■ Requirement
Output range, inclusive: from the line containing "fn draw_text(page: &mut" to the line containing "for (i, (word, bgr))". Restate those lines from the data below word for word and only those.

━━━━━ Data excerpts

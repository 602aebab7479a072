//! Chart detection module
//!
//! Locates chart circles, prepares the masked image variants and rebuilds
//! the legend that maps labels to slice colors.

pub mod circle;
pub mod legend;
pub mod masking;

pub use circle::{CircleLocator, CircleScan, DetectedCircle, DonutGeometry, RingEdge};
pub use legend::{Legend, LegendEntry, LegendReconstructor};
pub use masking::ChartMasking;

━━━━━━━━━━
━━━━━ Data excerpts

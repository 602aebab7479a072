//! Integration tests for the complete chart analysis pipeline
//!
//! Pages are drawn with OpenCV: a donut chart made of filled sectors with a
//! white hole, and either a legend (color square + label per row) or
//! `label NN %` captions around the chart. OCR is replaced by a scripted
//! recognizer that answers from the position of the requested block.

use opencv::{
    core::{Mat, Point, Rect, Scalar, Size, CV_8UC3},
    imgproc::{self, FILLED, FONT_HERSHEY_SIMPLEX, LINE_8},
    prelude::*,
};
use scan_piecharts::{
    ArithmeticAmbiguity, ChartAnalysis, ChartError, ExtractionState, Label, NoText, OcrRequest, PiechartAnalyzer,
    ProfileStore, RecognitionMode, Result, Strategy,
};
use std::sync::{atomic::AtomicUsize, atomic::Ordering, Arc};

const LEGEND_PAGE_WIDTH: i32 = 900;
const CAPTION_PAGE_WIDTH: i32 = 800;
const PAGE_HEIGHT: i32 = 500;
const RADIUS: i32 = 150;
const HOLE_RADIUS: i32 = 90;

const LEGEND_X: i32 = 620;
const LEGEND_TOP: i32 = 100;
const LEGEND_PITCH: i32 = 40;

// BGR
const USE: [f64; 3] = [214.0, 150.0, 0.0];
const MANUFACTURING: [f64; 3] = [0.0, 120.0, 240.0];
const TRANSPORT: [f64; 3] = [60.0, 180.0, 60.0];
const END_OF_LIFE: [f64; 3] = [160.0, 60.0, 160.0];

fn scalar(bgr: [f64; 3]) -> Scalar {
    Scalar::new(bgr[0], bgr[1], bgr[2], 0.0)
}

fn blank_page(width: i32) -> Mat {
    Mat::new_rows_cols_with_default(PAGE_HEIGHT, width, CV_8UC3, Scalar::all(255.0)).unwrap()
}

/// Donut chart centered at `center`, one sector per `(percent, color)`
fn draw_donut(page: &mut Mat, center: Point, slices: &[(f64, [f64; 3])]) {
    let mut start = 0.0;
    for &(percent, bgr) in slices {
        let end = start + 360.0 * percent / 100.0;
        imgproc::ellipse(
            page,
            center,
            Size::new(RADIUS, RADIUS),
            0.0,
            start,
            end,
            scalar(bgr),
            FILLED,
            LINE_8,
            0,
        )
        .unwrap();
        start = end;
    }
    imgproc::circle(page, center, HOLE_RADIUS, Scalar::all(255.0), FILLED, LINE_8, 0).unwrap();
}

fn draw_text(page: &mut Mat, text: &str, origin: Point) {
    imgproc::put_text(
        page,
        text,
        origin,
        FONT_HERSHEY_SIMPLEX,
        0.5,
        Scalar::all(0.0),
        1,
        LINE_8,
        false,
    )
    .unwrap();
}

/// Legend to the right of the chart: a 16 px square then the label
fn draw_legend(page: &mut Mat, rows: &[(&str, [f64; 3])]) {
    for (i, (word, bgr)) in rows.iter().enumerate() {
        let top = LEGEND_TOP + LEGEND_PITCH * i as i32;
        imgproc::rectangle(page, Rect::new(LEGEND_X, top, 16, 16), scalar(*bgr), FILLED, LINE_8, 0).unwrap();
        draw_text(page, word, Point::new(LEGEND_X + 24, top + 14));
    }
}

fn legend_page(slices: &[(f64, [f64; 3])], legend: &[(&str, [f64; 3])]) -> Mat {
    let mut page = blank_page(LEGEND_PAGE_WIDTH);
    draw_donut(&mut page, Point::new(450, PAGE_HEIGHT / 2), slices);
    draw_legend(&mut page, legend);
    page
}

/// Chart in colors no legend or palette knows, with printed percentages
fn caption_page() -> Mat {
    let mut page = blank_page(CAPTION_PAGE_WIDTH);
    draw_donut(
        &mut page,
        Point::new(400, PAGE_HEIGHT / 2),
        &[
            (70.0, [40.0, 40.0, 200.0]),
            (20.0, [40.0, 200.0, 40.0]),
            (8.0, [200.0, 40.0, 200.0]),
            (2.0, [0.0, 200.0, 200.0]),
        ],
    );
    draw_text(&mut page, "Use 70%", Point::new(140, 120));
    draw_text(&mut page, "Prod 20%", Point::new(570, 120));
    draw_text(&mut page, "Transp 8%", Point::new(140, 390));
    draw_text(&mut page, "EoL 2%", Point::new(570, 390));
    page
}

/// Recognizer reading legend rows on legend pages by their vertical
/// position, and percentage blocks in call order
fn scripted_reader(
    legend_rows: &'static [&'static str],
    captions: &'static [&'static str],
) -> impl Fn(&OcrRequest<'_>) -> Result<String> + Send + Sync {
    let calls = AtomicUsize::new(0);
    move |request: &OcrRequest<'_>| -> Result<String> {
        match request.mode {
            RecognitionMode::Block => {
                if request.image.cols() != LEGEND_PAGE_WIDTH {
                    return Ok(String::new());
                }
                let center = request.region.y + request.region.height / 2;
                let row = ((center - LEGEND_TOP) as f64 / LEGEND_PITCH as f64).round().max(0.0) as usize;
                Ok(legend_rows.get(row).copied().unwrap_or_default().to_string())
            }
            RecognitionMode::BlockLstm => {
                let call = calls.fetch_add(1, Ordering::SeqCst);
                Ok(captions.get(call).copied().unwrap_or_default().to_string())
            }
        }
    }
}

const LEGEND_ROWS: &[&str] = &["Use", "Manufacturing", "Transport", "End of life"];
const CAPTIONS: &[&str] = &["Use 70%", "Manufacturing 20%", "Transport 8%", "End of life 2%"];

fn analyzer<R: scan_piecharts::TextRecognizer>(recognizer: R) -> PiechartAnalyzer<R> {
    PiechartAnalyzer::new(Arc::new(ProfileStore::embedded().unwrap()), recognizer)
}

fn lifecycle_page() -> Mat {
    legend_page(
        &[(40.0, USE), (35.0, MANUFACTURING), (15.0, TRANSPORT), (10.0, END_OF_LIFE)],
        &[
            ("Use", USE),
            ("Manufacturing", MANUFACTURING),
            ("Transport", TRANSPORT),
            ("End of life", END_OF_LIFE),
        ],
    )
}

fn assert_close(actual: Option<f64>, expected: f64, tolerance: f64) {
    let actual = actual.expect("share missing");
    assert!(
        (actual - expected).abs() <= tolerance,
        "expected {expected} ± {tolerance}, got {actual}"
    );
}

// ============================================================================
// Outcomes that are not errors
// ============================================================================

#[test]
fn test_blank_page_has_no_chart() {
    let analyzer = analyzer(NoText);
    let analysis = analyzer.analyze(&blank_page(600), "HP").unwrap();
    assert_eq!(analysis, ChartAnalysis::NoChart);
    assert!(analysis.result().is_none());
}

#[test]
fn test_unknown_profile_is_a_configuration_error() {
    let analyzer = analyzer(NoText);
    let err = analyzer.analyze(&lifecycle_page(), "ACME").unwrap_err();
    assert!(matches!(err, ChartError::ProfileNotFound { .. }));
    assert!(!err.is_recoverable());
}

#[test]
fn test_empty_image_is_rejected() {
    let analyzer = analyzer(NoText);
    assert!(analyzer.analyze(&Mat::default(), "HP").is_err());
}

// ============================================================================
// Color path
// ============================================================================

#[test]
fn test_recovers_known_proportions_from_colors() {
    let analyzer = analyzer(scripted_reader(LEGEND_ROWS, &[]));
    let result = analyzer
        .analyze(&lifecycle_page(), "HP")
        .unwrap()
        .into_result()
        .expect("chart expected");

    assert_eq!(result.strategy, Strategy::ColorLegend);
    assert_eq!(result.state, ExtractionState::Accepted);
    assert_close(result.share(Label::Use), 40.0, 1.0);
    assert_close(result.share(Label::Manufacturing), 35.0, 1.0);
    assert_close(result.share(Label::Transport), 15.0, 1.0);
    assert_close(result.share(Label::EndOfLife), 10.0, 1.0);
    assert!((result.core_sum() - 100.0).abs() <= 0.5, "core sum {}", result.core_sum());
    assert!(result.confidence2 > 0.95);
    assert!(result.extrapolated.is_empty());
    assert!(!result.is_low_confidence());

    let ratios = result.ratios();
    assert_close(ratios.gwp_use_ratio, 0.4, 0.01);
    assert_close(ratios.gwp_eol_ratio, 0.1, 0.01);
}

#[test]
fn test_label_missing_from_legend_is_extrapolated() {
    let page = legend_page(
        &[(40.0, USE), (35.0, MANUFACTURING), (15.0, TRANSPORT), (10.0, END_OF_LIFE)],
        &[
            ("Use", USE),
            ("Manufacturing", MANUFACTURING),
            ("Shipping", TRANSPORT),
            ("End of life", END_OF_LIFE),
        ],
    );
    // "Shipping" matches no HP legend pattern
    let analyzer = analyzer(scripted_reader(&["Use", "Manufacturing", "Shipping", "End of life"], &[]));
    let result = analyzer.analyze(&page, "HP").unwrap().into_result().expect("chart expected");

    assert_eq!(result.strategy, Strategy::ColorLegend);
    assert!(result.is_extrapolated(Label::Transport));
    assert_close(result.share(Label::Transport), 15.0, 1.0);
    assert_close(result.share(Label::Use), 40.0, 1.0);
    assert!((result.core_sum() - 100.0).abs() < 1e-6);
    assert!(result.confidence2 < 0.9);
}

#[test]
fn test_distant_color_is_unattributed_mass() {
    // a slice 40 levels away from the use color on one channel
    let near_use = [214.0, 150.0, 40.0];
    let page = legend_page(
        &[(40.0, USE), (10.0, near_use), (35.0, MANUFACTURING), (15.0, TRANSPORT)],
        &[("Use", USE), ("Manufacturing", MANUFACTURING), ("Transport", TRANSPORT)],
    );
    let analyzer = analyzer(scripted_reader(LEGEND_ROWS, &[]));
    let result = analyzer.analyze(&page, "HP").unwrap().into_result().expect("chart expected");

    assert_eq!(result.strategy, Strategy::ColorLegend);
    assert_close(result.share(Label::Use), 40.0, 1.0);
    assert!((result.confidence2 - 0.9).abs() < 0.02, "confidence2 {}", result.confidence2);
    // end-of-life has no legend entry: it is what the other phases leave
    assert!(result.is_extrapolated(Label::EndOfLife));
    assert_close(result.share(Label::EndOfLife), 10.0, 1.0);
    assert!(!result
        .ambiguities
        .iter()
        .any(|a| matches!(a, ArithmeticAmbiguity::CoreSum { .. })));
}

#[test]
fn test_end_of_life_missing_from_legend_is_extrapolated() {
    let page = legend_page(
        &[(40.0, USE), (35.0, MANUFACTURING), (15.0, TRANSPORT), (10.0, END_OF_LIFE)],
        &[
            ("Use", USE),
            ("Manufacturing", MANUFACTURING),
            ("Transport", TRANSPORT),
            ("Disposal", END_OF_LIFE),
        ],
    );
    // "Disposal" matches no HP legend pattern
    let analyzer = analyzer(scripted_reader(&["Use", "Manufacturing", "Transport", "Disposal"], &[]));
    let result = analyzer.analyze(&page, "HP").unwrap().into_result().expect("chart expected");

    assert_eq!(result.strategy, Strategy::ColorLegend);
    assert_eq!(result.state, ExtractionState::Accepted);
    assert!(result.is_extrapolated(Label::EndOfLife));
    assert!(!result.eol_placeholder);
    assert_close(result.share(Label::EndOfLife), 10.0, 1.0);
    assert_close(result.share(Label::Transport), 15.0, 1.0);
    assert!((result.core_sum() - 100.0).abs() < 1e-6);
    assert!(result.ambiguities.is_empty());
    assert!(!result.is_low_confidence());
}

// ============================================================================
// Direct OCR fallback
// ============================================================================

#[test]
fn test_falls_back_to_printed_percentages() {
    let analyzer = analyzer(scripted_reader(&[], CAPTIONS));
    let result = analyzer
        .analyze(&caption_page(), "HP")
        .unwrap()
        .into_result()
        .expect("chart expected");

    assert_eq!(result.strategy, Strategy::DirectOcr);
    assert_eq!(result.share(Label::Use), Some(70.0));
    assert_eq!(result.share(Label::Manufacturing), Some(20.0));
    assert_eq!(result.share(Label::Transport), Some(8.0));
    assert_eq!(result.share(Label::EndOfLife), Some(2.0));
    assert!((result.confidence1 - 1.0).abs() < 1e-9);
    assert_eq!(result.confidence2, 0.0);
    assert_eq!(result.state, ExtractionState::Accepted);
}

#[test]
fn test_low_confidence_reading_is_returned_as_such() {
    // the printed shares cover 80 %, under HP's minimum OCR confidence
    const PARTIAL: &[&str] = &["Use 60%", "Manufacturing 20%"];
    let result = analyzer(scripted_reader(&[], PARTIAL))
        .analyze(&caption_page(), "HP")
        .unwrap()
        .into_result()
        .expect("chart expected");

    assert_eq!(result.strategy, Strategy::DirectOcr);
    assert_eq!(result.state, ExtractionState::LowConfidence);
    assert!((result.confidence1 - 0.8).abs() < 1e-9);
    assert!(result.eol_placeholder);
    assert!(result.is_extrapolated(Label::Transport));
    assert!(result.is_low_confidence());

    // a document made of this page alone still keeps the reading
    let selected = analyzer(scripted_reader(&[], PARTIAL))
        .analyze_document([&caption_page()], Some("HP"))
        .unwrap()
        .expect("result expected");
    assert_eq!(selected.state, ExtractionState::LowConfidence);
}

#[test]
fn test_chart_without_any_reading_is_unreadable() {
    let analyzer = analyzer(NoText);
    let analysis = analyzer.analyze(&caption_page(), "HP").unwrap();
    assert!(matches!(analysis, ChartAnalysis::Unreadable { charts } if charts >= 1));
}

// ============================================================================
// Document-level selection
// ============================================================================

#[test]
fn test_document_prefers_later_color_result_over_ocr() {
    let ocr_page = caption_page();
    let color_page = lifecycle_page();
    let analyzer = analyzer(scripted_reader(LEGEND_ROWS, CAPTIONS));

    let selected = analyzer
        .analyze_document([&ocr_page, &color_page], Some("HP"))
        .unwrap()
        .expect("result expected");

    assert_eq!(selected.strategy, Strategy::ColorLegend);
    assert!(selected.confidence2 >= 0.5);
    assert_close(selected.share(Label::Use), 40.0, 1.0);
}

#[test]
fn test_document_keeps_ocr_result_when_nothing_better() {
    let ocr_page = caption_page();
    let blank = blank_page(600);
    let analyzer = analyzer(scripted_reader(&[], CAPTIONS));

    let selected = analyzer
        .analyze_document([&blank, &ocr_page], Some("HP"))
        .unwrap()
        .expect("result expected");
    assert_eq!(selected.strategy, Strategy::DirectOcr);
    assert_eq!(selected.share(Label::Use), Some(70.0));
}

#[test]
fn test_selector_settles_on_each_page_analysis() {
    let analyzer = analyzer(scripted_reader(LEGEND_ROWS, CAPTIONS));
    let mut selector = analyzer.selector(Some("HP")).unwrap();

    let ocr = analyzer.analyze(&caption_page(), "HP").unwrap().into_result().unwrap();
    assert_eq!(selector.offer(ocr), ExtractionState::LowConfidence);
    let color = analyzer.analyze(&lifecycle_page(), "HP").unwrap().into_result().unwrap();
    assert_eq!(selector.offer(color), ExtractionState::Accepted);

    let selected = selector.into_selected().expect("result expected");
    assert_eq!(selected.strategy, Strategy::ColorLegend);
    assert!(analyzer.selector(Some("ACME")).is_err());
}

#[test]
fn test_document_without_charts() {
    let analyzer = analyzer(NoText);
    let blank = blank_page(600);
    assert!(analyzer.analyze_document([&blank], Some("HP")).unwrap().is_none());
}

━━━━━━━━━━

■ Exercise output
fn draw_text(page: &mut Mat, text: &str, origin: Point) {
    imgproc::put_text(
        page,
        text,
        origin,
        FONT_HERSHEY_SIMPLEX,
        0.5,
        Scalar::all(0.0),
        1,
        LINE_8,
        false,
    )
    .unwrap();
}

/// Legend to the right of the chart: a 16 px square then the label
fn draw_legend(page: &mut Mat, rows: &[(&str, [f64; 3])]) {
    for (i, (word, bgr)) in rows.iter().enumerate() {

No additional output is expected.